La Audiencia de Baleares ha absuelto al expresidente del Govern balear Jaume Matas de prevaricación, malversación y falsedad, delitos que le imputaba la Fiscalía Anticorrupción y la Abogacía de Baleares en el caso Turisme Jove, en el que se le acusaba de haber ordenando beneficiar a un empresario.

La sección segunda del tribunal provincial expresa en la sentencia «dudas de la culpabilidad» del acusado, por lo que los magistrados aplican el principio “in dubio pro reo” y lo absuelven, ha informado el Tribunal Superior de Justicia de Baleares en un comunicado.

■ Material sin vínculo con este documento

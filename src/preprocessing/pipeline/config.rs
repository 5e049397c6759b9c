//! Pre-processing configuration types

use std::path::PathBuf;

use crate::preprocessing::encoding::types::FormatSelection;
use crate::preprocessing::raster::projection::SpatialReference;
use crate::preprocessing::steps::{BandMapping, OverviewResampling};
use crate::preprocessing::strategy::BandMode;

/// Configuration of a pre-processing run
#[derive(Debug, Clone, PartialEq)]
pub struct PreProcessConfig {
    /// Output driver, extension and creation options
    pub format: FormatSelection,
    /// Whether to build overviews on the written artifact
    pub overviews: bool,
    /// Explicit overview factors; derived from the raster size when `None`
    pub overview_levels: Option<Vec<usize>>,
    pub overview_resampling: OverviewResampling,
    /// Target spatial reference, reprojects first when set
    pub crs: Option<SpatialReference>,
    pub band_mode: BandMode,
    /// Explicit band mappings; an empty list counts as not given
    pub bands: Option<Vec<BandMapping>>,
    pub color_index: bool,
    pub palette_file: Option<PathBuf>,
    /// Fixed nodata value assigned to every output band
    pub nodata: Option<f64>,
    /// Footprint simplification threshold in square pixels
    pub footprint_tolerance: f64,
}

impl Default for PreProcessConfig {
    fn default() -> Self {
        Self {
            format: FormatSelection::default(),
            overviews: true,
            overview_levels: None,
            overview_resampling: OverviewResampling::Nearest,
            crs: None,
            band_mode: BandMode::Rgb,
            bands: None,
            color_index: false,
            palette_file: None,
            nodata: None,
            footprint_tolerance: 1.0,
        }
    }
}

impl PreProcessConfig {
    pub fn builder() -> PreProcessConfigBuilder {
        PreProcessConfigBuilder::default()
    }

    /// Explicit band mappings, if any were given.
    pub fn explicit_bands(&self) -> Option<&[BandMapping]> {
        self.bands.as_deref().filter(|b| !b.is_empty())
    }
}

/// Builder for PreProcessConfig
#[derive(Default)]
pub struct PreProcessConfigBuilder {
    format: Option<FormatSelection>,
    overviews: Option<bool>,
    overview_levels: Option<Option<Vec<usize>>>,
    overview_resampling: Option<OverviewResampling>,
    crs: Option<Option<SpatialReference>>,
    band_mode: Option<BandMode>,
    bands: Option<Option<Vec<BandMapping>>>,
    color_index: Option<bool>,
    palette_file: Option<Option<PathBuf>>,
    nodata: Option<Option<f64>>,
    footprint_tolerance: Option<f64>,
}

impl PreProcessConfigBuilder {
    pub fn format(mut self, format: FormatSelection) -> Self {
        self.format = Some(format);
        self
    }

    pub fn overviews(mut self, enable: bool) -> Self {
        self.overviews = Some(enable);
        self
    }

    pub fn overview_levels(mut self, levels: Option<Vec<usize>>) -> Self {
        self.overview_levels = Some(levels);
        self
    }

    pub fn overview_resampling(mut self, resampling: OverviewResampling) -> Self {
        self.overview_resampling = Some(resampling);
        self
    }

    pub fn crs(mut self, crs: Option<SpatialReference>) -> Self {
        self.crs = Some(crs);
        self
    }

    pub fn band_mode(mut self, mode: BandMode) -> Self {
        self.band_mode = Some(mode);
        self
    }

    pub fn bands(mut self, bands: Option<Vec<BandMapping>>) -> Self {
        self.bands = Some(bands);
        self
    }

    pub fn color_index(mut self, enable: bool) -> Self {
        self.color_index = Some(enable);
        self
    }

    pub fn palette_file(mut self, path: Option<PathBuf>) -> Self {
        self.palette_file = Some(path);
        self
    }

    pub fn nodata(mut self, value: Option<f64>) -> Self {
        self.nodata = Some(value);
        self
    }

    pub fn footprint_tolerance(mut self, tolerance: f64) -> Self {
        self.footprint_tolerance = Some(tolerance);
        self
    }

    pub fn build(self) -> PreProcessConfig {
        let default = PreProcessConfig::default();
        PreProcessConfig {
            format: self.format.unwrap_or(default.format),
            overviews: self.overviews.unwrap_or(default.overviews),
            overview_levels: self.overview_levels.unwrap_or(default.overview_levels),
            overview_resampling: self.overview_resampling.unwrap_or(default.overview_resampling),
            crs: self.crs.unwrap_or(default.crs),
            band_mode: self.band_mode.unwrap_or(default.band_mode),
            bands: self.bands.unwrap_or(default.bands),
            color_index: self.color_index.unwrap_or(default.color_index),
            palette_file: self.palette_file.unwrap_or(default.palette_file),
            nodata: self.nodata.unwrap_or(default.nodata),
            footprint_tolerance: self.footprint_tolerance.unwrap_or(default.footprint_tolerance),
        }
    }
}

En esta pieza desgajada del caso de Turisme Jove, Matas era el único acusado por haber ordenado supuestamente que se beneficiara con fondos públicos a un empresario y exconcejal de Calvià en los 90, que se sentía perjudicado por el Govern por haberle rescindido la gestión de un albergue juvenil y que presentó un contencioso-administrativo reclamando 120.230 euros.

Los servicios jurídicos del Govern le reconocieron el derecho a percibir 11.903 euros de indemnización, y el resto lo percibió del consorcio Turisme Jove, presentando facturas falsas por servicios nunca prestados, tal como declaró probado otra sentencia de enero de 2014 por estos hechos, en el que fueron condenados el propio empresario y los altos cargos autonómicos que le pagaron.

En el marco de aquel primer proceso, uno de los acusados que luego admitiría una condena por conformidad, entregó un escrito en la Fiscalía explicando sus sospechas de que la orden de desviar fondos a favor del empresario procedía de Matas, lo que dio lugar a una nueva investigación con el expresidente como único acusado.

Matas, que cumple condena por la sentencia del caso Nóos y que todavía tiene pendiente el juicio por el llamado caso Son Espases, fue enjuiciado por esta pieza derivada del caso Turisme Jove la última semana de marzo. La Audiencia de Palma lo ha absuelto en una sentencia contra la que cabe recurso de casación.

Los magistrados indican que la única prueba de cargo ha sido la declaración como testigo de uno de los condenados en 2014 por estos hechos. «Aun pudiendo ser posible cuanto afirma, también lo es que no lo fuese, dudas que creemos que nos han de llevar a inclinar la balanza probatoria a favor de la defensa de Matas, conforme al principio in dubio pro reo», indica la sentencia.

Entre las dudas, la sala indica que el testigo no dijo saber a ciencia cierta ni de primera mano que la orden de pago procediera de Matas, sino que era su opinión, fundamentada en que vio al expresidente hablar con el empresario en un acto del PP y días después recibió instrucciones para pagarle.

La sala argumenta en la sentencia que a pesar de ser factible la hipótesis manifestada por las acusaciones durante el juicio celebrado a finales de marzo, de que el acusado hubiera dado la orden de pagar 108.000 euros de dinero público mediante el pago de facturas falsas “también caben y son posibles otras alternativas, y con igual o semejante grado de probabilidad”.

Los jueces contemplan -entre estas otras alternativas- que la orden de pago pudiera haber llegado desde el departamento de Vicepresidencia y Relaciones Institucionales “sin participación alguna de Matas», e incluso que aunque el entonces presidente diera la orden de pago, «desconociera que obedecía a un pago irregular de fondos públicos”.

Según los magistrados, el entonces director general de Juventud, benefició al empresario «siguiendo instrucciones de otras personas con ascendencia sobre él, pudiendo haber sido dicha persona el entonces presidente del Govern balear y acusado Jaume Matas, pero sin que haya quedado suficientemente acreditado este extremo, pues la orden pudo venir de otro superior suyo».

La sentencia detalla que el presidente del Govern no tenía recursos para contratar o disponer de fondos y que no ha sido posible establecer que las instrucciones para el pago vinieran de él.